── INPUT FOR THIS TASK
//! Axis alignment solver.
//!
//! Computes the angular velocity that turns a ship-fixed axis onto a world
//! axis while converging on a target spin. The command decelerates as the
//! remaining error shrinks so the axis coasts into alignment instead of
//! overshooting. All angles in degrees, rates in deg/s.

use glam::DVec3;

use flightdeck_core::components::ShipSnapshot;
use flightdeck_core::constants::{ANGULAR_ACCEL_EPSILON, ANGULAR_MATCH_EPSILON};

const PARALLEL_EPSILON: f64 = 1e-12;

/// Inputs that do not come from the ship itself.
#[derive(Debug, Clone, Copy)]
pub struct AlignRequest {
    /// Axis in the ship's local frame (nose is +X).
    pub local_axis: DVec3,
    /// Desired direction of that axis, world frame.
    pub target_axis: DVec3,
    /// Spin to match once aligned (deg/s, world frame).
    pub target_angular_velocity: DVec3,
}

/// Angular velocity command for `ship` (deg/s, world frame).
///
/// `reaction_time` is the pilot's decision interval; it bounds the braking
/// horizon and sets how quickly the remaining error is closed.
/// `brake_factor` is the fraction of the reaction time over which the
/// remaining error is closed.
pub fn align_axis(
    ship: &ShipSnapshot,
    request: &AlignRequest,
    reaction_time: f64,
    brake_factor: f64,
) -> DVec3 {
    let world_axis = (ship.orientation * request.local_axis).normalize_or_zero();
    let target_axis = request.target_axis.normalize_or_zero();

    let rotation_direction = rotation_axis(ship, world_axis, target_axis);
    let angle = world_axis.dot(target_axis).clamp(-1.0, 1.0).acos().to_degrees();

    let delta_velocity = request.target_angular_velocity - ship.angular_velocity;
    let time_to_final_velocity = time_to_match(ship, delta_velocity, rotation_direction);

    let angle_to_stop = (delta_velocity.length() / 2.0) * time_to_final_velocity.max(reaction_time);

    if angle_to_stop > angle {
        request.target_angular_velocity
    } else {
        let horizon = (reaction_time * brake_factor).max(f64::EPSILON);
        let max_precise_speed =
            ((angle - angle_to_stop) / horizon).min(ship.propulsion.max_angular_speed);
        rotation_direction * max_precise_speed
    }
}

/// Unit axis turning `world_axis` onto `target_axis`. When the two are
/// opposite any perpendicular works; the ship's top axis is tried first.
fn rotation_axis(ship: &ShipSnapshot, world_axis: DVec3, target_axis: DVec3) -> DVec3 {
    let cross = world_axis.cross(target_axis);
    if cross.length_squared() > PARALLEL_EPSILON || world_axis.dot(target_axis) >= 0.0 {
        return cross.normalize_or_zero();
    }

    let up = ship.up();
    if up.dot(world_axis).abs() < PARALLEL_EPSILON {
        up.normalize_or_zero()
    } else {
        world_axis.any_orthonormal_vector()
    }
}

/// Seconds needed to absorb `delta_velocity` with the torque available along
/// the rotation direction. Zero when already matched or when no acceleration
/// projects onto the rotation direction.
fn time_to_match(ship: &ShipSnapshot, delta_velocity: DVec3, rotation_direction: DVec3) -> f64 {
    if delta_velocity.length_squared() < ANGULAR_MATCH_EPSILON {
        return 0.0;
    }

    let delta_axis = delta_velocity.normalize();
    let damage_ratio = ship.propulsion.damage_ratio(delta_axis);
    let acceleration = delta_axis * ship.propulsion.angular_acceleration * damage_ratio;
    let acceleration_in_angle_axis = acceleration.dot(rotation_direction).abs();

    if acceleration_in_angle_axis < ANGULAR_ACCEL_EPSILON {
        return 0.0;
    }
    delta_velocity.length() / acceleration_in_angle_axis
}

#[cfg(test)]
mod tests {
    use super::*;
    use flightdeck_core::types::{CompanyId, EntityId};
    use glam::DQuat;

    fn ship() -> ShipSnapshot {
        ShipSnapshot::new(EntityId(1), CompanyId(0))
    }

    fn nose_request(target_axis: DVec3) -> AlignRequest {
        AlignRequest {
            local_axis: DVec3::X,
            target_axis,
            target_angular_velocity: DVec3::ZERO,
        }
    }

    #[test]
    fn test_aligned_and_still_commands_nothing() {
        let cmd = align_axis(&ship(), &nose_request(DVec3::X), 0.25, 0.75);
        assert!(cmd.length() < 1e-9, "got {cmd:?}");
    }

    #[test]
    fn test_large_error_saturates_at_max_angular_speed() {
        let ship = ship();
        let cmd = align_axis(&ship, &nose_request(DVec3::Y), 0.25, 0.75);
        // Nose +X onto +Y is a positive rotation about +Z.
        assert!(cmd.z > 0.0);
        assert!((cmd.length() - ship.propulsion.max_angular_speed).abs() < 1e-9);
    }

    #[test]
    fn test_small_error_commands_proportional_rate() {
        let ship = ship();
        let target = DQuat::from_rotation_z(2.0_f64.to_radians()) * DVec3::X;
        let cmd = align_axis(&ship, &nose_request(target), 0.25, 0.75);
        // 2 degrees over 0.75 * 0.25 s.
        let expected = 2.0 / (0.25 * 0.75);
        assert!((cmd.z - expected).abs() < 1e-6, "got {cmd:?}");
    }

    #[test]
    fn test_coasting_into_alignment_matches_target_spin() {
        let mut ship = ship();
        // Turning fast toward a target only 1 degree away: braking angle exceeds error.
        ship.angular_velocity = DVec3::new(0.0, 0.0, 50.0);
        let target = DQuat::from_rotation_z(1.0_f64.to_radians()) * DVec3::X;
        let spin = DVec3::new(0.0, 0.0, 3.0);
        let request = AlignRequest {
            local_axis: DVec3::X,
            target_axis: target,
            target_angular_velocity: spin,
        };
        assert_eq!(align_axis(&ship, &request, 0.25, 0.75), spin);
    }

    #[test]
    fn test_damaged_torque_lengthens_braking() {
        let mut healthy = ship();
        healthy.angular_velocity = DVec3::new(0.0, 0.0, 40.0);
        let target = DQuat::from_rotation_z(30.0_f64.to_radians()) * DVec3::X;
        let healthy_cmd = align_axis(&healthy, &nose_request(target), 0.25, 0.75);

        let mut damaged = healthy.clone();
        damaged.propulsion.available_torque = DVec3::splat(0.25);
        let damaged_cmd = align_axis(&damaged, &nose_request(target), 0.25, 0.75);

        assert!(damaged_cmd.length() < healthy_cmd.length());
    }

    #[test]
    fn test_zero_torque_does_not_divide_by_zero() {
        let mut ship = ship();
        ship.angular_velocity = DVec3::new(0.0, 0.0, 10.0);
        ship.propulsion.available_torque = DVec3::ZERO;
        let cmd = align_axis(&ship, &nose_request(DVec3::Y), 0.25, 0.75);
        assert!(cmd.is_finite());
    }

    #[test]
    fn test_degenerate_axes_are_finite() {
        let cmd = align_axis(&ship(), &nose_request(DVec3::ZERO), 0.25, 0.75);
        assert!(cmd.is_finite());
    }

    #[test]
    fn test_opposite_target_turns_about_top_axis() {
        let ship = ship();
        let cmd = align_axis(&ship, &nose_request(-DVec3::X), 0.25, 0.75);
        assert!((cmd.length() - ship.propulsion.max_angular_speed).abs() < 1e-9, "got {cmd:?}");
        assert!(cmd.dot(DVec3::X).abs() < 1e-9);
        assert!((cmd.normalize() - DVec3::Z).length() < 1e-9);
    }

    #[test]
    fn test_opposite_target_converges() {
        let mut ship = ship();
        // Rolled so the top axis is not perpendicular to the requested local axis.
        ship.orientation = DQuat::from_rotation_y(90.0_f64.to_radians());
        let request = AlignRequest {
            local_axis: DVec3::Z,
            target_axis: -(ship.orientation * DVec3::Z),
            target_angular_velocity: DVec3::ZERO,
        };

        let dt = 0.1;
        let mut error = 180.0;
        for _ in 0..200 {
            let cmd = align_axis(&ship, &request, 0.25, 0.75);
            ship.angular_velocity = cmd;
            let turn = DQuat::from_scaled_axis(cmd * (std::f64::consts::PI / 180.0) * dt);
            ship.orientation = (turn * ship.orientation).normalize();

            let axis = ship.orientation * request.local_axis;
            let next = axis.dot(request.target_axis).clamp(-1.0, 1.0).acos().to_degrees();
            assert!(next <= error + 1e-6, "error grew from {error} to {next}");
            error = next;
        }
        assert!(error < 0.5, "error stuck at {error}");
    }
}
────
── INPUT FOR THIS TASK
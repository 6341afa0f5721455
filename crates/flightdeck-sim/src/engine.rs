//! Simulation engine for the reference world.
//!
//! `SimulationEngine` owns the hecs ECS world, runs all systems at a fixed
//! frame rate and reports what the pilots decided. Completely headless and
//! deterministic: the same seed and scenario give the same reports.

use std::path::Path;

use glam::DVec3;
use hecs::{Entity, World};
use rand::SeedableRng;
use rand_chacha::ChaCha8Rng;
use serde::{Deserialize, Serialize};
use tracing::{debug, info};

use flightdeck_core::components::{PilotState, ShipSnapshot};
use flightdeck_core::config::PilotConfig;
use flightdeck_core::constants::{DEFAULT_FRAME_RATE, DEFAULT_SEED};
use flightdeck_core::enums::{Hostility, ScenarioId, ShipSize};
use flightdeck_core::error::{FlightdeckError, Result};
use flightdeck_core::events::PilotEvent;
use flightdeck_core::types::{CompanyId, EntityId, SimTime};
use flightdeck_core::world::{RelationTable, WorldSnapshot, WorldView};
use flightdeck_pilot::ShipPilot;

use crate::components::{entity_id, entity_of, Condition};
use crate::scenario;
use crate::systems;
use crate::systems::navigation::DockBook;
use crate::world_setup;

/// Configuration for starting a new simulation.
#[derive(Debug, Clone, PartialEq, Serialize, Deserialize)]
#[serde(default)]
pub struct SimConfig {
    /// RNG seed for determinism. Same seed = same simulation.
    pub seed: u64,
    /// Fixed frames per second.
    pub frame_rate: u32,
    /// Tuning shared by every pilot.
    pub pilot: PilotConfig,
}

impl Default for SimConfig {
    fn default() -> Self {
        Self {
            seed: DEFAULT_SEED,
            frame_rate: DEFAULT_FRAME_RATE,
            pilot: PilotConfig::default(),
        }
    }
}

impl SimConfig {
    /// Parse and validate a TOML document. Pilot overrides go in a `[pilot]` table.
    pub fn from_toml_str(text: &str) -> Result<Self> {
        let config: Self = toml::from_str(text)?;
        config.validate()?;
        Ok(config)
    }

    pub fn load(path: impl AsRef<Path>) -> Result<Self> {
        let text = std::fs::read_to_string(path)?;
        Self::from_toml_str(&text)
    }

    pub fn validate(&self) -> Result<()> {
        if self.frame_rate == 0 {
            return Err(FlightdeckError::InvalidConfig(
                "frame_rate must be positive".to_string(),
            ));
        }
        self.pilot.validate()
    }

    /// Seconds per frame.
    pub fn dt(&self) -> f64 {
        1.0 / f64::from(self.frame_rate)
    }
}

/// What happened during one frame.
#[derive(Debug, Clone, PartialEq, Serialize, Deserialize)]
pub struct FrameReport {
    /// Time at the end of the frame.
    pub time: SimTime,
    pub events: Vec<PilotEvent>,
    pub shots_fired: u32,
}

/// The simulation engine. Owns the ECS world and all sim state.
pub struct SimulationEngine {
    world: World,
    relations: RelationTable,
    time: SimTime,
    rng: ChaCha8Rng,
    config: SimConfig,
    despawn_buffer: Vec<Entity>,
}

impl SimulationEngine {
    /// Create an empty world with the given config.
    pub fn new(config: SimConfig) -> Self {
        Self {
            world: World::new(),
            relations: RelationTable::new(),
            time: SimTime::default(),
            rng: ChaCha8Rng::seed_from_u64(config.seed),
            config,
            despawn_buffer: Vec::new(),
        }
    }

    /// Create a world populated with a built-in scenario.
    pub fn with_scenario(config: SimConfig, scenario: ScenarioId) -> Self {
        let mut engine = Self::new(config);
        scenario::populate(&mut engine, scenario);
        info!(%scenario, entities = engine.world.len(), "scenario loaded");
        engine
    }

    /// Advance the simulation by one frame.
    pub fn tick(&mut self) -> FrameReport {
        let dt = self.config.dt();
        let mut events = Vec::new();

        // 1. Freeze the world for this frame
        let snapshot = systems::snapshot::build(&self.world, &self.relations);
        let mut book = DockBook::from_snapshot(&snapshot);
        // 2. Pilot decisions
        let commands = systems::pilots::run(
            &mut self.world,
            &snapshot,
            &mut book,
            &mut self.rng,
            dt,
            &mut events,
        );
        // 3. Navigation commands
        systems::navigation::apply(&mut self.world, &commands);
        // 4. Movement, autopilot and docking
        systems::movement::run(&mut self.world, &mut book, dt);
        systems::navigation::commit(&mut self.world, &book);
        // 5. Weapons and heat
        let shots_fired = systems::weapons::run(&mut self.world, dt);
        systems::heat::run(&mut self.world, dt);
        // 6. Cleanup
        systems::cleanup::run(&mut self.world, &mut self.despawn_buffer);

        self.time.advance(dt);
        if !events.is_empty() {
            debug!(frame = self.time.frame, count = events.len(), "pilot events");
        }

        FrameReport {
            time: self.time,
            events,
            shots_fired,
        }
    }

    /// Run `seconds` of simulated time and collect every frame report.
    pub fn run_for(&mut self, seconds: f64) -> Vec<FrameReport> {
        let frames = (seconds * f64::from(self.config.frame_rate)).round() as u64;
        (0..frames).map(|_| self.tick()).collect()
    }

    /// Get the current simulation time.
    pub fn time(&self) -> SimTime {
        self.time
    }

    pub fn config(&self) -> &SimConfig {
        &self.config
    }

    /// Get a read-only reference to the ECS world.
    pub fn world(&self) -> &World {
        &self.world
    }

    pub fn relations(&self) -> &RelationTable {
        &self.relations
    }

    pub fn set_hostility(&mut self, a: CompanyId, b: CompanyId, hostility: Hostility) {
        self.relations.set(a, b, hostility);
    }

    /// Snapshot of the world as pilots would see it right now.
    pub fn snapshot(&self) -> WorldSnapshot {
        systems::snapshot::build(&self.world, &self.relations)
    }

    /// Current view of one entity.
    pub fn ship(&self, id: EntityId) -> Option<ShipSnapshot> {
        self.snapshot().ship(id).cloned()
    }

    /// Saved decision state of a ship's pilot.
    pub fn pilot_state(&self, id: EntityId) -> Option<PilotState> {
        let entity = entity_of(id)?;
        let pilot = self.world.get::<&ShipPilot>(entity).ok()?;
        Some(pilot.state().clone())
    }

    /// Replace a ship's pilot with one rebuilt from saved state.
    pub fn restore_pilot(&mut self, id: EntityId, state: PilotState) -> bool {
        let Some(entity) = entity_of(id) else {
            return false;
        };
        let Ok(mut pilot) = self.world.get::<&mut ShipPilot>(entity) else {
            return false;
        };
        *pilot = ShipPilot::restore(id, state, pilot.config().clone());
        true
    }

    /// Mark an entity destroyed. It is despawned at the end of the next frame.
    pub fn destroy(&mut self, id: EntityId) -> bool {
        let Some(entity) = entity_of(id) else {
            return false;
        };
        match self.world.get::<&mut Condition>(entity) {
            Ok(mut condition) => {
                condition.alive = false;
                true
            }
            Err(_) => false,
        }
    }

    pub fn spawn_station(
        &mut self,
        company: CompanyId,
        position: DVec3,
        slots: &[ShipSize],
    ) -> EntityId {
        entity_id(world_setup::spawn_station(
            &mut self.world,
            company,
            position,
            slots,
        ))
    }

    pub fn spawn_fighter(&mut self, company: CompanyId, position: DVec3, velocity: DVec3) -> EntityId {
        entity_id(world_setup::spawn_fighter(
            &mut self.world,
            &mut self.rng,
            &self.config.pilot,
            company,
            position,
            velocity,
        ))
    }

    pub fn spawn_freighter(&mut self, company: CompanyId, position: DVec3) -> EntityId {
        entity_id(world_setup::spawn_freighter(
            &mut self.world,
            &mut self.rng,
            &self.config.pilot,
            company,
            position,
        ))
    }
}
────
▶ **WORK INSTRUCTION**: The entries above hold the needed span. Transcribe exactly the lines from the one with "rates in deg/s." to the one with "over which the", both included.

▶ **FINISHED TASK**:
//! overshooting. All angles in degrees, rates in deg/s.

use glam::DVec3;

use flightdeck_core::components::ShipSnapshot;
use flightdeck_core::constants::{ANGULAR_ACCEL_EPSILON, ANGULAR_MATCH_EPSILON};

const PARALLEL_EPSILON: f64 = 1e-12;

/// Inputs that do not come from the ship itself.
#[derive(Debug, Clone, Copy)]
pub struct AlignRequest {
    /// Axis in the ship's local frame (nose is +X).
    pub local_axis: DVec3,
    /// Desired direction of that axis, world frame.
    pub target_axis: DVec3,
    /// Spin to match once aligned (deg/s, world frame).
    pub target_angular_velocity: DVec3,
}

/// Angular velocity command for `ship` (deg/s, world frame).
///
/// `reaction_time` is the pilot's decision interval; it bounds the braking
/// horizon and sets how quickly the remaining error is closed.
/// `brake_factor` is the fraction of the reaction time over which the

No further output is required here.